A little background on the Andrew Jackson deportation.
Way back when there was a three way split. The northern tribes and the southern tribes had at some point had a vicious war, so great and murderous that what is now Kentucky, the N-S and E-W crossroads of the eastern US, was declared by them to be a “neutral zone”. No settlements or camping was permitted in the entire state.
The east coast was occupied by the Europeans, and they could make no inroads into either the north or the south. But because the east coast was full, when a large number of new immigrants, Scots Borderers, arrived, they were told to settle in Kentucky, and fortify the place. If they could keep it, it was theirs.
The French and Indian War (1754–1763) was a brutal bloodbath to the northern tribes, followed by Pontiac’s Rebellion (1763), decimated or more the northern tribes.
The southern tribes were pretty much still whole, and by the time of Andrew Jackson, he realized that unless he intervened, the pressure of new settlement in the south would result in a bloody or genocidal war.

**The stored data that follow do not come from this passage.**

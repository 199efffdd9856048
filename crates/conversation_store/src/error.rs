use std::path::PathBuf;

use thiserror::Error;

#[derive(Debug, Error)]
pub enum StoreError {
    #[error("I/O error while {operation} at {path}: {source}")]
    Io {
        operation: &'static str,
        path: PathBuf,
        #[source]
        source: std::io::Error,
    },

    #[error("failed to open conversation database at {path}: {source}")]
    Open {
        path: PathBuf,
        #[source]
        source: rusqlite::Error,
    },

    #[error("SQLite error while {operation}: {source}")]
    Sqlite {
        operation: &'static str,
        #[source]
        source: rusqlite::Error,
    },

    #[error("conversation id must not be empty")]
    EmptyConversationId,

    #[error("conversation '{conversation_id}' has a message with unknown role '{value}'")]
    InvalidRole {
        conversation_id: String,
        value: String,
    },

    #[error("invalid RFC3339 timestamp in field '{field}': {value}")]
    InvalidTimestamp { field: &'static str, value: String },
}

impl StoreError {
    #[must_use]
    pub fn io(operation: &'static str, path: impl Into<PathBuf>, source: std::io::Error) -> Self {
        Self::Io {
            operation,
            path: path.into(),
            source,
        }
    }

    #[must_use]
    pub fn sqlite(operation: &'static str, source: rusqlite::Error) -> Self {
        Self::Sqlite { operation, source }
    }

    #[must_use]
    pub fn timestamp(field: &'static str, value: impl Into<String>) -> Self {
        Self::InvalidTimestamp {
            field,
            value: value.into(),
        }
    }
}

His alternative was the Trail of Tears. He attached the US Army for the deportation, both to insure the Indians left and to protect them from harassment by settlers. And while they complain bitterly about it, the army sent with them suffered as much from cold, disease and starvation.
But it saved most of their lives and kept their tribal unity and culture intact.
From what I understand, the Indians on that trail of tears refused to ride, but walked instead of accepting transportation from the white eyes.
The tribes forced to Oklahoma were allowed to take their black slaves with them.
In 1842, those slaves revolted. It did not go well for them. Some of the tribesmen were brutal task masters.
https://www.okhistory.org/publications/enc/entry.php?entry=SL002
https://www.blackpast.org/african-american-history/slave-revolt-cherokee-nation-1842/
Truth really is stranger than fact.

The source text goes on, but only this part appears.